(Collected data)

+ + + + + + +

//! API Handlers
//!
//! Every path is an item address, so a single handler serves the whole
//! address space and dispatches on the HTTP method.

use std::sync::Arc;

use axum::{
    body::Bytes,
    extract::State,
    http::{Method, Uri},
    Json,
};
use tracing::{info, warn};

use crate::cache::Cache;
use crate::config::Config;
use crate::coordinator::{CoordinatorOptions, RequestCoordinator};
use crate::error::{GatewayError, Result};
use crate::storage::{Engine, FileEngine, Item, MemoryEngine, StoreGateway};

/// Application state shared across all handlers.
#[derive(Clone)]
pub struct AppState {
    pub coordinator: Arc<RequestCoordinator>,
}

impl AppState {
    /// Creates a new AppState around an existing coordinator.
    pub fn new(coordinator: RequestCoordinator) -> Self {
        Self {
            coordinator: Arc::new(coordinator),
        }
    }

    /// Wires cache, gateway and coordinator over `engine`.
    pub async fn with_engine(config: &Config, engine: Arc<dyn Engine>) -> Result<Self> {
        let gateway = StoreGateway::open(engine, config.default_table.clone()).await?;
        let cache = Cache::new(config.cache_ttl(), config.cache_max_entries);
        let coordinator = RequestCoordinator::new(
            cache,
            Arc::new(gateway),
            CoordinatorOptions::from_config(config),
        );
        Ok(Self::new(coordinator))
    }

    /// Opens the engine named by the configuration and builds the state.
    pub async fn from_config(config: &Config) -> Result<Self> {
        let engine: Arc<dyn Engine> = match &config.file_path {
            Some(path) => {
                info!(path = %path.display(), "using file-backed store");
                Arc::new(FileEngine::open(path).await?)
            }
            None => {
                warn!("FILE_PATH not set, items are kept in memory only");
                Arc::new(MemoryEngine::new())
            }
        };
        Self::with_engine(config, engine).await
    }

    pub fn cache(&self) -> &Cache {
        self.coordinator.cache()
    }
}

/// Handler for every item path.
///
/// - `GET` reads the item (cache first, then store)
/// - `PATCH` writes the JSON body to the store and the cache
pub async fn item_handler(
    State(state): State<AppState>,
    method: Method,
    uri: Uri,
    body: Bytes,
) -> Result<Json<Item>> {
    let path = uri.path();

    match method {
        Method::GET => state.coordinator.read(path).await.map(Json),
        Method::PATCH => state.coordinator.write(path, &body).await.map(Json),
        other => Err(GatewayError::MethodNotAllowed(other.to_string())),
    }
}
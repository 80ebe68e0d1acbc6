//! Cache Statistics Module
//!
//! Counts hits, misses, expirations and evictions of the item cache.

// == Cache Stats ==
#[derive(Debug, Clone, Default)]
pub struct CacheStats {
    /// Lookups answered from the cache
    pub hits: u64,
    /// Lookups that found nothing live
    pub misses: u64,
    /// Entries dropped because their TTL elapsed
    pub expirations: u64,
    /// Entries dropped to honour the capacity bound
    pub evictions: u64,
    /// Entries currently held, expired ones included until swept
    pub entries: usize,
}

impl CacheStats {
    pub fn new() -> Self {
        Self::default()
    }

    // == Hit Rate ==
    /// hits / (hits + misses), or 0.0 before any lookup.
    pub fn hit_rate(&self) -> f64 {
        let total = self.hits + self.misses;
        if total == 0 {
            0.0
        } else {
            self.hits as f64 / total as f64
        }
    }

    pub fn record_hit(&mut self) {
        self.hits += 1;
    }

    pub fn record_miss(&mut self) {
        self.misses += 1;
    }

    pub fn record_expirations(&mut self, count: usize) {
        self.expirations += count as u64;
    }

    pub fn record_eviction(&mut self) {
        self.evictions += 1;
    }
}

// == Unit Tests ==
#[cfg(test)]
mod tests {
    use super::*;

    #[test]
    fn test_hit_rate_no_requests() {
        assert_eq!(CacheStats::new().hit_rate(), 0.0);
    }

    #[test]
    fn test_hit_rate_mixed() {
        let mut stats = CacheStats::new();
        stats.record_hit();
        stats.record_hit();
        stats.record_hit();
        stats.record_miss();
        assert_eq!(stats.hit_rate(), 0.75);
    }

    #[test]
    fn test_record_expirations() {
        let mut stats = CacheStats::new();
        stats.record_expirations(3);
        stats.record_expirations(0);
        stats.record_eviction();
        assert_eq!(stats.expirations, 3);
        assert_eq!(stats.evictions, 1);
    }
}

+ + + + + + +

* TASK GOAL:
Quote in full each line from the top of the records above through the line with "pub async fn from_config(config: &Config)"; stop after that line.

* ANSWER FOR THE TASK:
//! API Handlers
//!
//! Every path is an item address, so a single handler serves the whole
//! address space and dispatches on the HTTP method.

use std::sync::Arc;

use axum::{
    body::Bytes,
    extract::State,
    http::{Method, Uri},
    Json,
};
use tracing::{info, warn};

use crate::cache::Cache;
use crate::config::Config;
use crate::coordinator::{CoordinatorOptions, RequestCoordinator};
use crate::error::{GatewayError, Result};
use crate::storage::{Engine, FileEngine, Item, MemoryEngine, StoreGateway};

/// Application state shared across all handlers.
#[derive(Clone)]
pub struct AppState {
    pub coordinator: Arc<RequestCoordinator>,
}

impl AppState {
    /// Creates a new AppState around an existing coordinator.
    pub fn new(coordinator: RequestCoordinator) -> Self {
        Self {
            coordinator: Arc::new(coordinator),
        }
    }

    /// Wires cache, gateway and coordinator over `engine`.
    pub async fn with_engine(config: &Config, engine: Arc<dyn Engine>) -> Result<Self> {
        let gateway = StoreGateway::open(engine, config.default_table.clone()).await?;
        let cache = Cache::new(config.cache_ttl(), config.cache_max_entries);
        let coordinator = RequestCoordinator::new(
            cache,
            Arc::new(gateway),
            CoordinatorOptions::from_config(config),
        );
        Ok(Self::new(coordinator))
    }

    /// Opens the engine named by the configuration and builds the state.
    pub async fn from_config(config: &Config) -> Result<Self> {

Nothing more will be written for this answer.